**EXERCISE PROMPT**
Look through the data that follows and copy each line with the string "Returns".
*** Opening of DATA FOR PROCESSING ***
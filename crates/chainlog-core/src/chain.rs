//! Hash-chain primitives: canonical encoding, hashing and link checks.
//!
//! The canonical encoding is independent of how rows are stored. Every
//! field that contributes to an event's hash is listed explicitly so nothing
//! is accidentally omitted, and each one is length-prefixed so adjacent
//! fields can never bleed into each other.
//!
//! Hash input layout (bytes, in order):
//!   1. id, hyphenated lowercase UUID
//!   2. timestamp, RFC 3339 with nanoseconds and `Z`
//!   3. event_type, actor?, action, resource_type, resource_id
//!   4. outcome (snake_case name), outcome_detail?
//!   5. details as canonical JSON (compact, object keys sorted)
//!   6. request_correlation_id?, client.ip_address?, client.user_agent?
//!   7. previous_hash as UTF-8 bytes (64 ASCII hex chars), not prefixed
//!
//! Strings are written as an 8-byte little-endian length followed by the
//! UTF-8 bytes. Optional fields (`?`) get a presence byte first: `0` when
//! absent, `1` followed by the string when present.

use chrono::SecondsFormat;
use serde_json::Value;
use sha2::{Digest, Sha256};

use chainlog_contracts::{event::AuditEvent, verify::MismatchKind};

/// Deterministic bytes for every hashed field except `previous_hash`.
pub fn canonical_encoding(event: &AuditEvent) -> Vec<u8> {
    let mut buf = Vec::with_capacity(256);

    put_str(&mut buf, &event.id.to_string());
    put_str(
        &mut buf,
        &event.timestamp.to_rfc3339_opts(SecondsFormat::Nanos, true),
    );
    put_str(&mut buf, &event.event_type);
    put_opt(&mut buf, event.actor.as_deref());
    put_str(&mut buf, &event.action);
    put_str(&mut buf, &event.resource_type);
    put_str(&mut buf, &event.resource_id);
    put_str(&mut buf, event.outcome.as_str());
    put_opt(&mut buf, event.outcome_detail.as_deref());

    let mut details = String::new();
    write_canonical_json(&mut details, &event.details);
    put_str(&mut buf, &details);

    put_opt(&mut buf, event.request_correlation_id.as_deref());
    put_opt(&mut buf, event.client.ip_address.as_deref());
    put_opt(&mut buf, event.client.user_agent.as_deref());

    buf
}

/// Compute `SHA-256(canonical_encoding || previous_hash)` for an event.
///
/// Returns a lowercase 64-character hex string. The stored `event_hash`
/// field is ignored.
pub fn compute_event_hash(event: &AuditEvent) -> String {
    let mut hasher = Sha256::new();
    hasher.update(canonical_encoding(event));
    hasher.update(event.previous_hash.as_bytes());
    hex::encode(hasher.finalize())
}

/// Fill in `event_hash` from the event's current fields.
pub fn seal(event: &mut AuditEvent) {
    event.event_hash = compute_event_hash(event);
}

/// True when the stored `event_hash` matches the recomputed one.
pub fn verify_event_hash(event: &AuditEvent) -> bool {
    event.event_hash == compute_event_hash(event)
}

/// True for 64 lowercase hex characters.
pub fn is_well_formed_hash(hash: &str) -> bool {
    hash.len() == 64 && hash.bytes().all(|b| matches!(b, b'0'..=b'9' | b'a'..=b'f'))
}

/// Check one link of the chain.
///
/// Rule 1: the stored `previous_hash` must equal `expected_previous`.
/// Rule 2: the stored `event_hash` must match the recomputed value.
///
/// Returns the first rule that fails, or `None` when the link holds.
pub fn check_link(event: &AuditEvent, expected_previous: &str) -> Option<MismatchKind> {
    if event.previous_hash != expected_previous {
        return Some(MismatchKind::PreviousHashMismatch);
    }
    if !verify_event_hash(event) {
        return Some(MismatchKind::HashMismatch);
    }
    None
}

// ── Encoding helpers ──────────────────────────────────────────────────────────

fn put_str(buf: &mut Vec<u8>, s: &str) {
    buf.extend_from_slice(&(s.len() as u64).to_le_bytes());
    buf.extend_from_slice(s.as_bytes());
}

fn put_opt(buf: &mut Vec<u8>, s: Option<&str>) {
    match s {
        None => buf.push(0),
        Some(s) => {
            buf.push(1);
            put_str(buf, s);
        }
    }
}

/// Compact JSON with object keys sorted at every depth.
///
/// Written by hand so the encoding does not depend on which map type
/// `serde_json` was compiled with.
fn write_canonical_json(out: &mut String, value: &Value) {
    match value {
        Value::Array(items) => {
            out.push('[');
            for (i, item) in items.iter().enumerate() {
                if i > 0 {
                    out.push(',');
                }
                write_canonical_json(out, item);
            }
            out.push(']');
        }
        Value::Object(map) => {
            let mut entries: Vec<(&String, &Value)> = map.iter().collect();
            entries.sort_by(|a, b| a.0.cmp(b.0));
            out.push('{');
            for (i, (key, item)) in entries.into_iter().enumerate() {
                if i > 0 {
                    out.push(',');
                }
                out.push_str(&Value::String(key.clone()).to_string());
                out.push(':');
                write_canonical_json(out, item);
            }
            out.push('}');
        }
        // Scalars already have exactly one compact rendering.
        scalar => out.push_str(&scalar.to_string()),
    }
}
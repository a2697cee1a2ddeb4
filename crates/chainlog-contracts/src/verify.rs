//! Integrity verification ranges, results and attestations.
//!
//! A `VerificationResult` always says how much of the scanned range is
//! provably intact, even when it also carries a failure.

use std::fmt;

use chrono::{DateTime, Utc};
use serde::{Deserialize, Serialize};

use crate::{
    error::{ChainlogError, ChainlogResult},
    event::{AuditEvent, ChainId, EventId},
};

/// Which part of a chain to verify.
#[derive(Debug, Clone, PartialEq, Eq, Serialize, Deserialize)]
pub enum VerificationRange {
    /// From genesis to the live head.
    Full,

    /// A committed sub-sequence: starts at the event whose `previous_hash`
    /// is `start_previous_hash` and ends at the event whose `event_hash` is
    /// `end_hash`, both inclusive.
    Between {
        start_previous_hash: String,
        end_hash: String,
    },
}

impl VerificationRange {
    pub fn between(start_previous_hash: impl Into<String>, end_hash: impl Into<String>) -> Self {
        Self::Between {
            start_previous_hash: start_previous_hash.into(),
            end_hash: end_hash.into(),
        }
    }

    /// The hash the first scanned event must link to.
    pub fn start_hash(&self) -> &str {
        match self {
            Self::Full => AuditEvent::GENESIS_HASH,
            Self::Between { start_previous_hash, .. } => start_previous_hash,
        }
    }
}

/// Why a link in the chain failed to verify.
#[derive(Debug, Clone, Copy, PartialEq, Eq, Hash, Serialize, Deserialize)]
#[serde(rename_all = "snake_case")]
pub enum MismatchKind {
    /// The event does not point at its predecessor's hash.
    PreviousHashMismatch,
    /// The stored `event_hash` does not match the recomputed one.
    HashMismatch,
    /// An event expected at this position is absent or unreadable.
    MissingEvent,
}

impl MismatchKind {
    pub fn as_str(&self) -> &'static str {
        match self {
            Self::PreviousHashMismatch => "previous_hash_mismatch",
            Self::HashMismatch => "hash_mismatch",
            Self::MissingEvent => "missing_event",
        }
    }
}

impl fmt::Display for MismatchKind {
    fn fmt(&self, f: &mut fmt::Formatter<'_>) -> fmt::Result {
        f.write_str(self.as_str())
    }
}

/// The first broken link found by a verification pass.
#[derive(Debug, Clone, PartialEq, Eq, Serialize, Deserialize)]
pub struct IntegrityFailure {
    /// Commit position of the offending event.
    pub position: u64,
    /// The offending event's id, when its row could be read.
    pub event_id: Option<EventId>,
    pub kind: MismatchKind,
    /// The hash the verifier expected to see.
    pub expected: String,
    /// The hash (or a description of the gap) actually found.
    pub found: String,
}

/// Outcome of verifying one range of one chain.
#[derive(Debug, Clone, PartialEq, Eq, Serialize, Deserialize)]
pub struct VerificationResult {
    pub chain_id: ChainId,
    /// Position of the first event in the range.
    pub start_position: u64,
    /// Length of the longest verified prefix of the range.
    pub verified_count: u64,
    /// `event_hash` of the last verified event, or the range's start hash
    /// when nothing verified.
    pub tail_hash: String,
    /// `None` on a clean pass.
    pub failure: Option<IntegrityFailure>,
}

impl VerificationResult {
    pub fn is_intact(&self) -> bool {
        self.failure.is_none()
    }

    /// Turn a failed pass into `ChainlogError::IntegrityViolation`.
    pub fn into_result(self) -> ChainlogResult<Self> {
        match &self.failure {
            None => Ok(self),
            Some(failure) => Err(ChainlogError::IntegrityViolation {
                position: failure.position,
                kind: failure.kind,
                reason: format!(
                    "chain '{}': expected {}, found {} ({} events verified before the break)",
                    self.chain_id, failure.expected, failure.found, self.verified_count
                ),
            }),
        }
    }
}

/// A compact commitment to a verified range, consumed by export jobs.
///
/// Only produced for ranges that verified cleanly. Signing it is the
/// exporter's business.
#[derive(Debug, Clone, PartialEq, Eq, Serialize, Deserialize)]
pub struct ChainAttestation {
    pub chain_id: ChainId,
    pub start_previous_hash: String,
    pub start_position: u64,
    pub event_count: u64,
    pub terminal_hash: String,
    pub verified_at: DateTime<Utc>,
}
*** Close of DATA FOR PROCESSING ***
**PROBLEM SOLUTION**
/// Returns a lowercase 64-character hex string. The stored `event_hash`
/// Returns the first rule that fails, or `None` when the link holds.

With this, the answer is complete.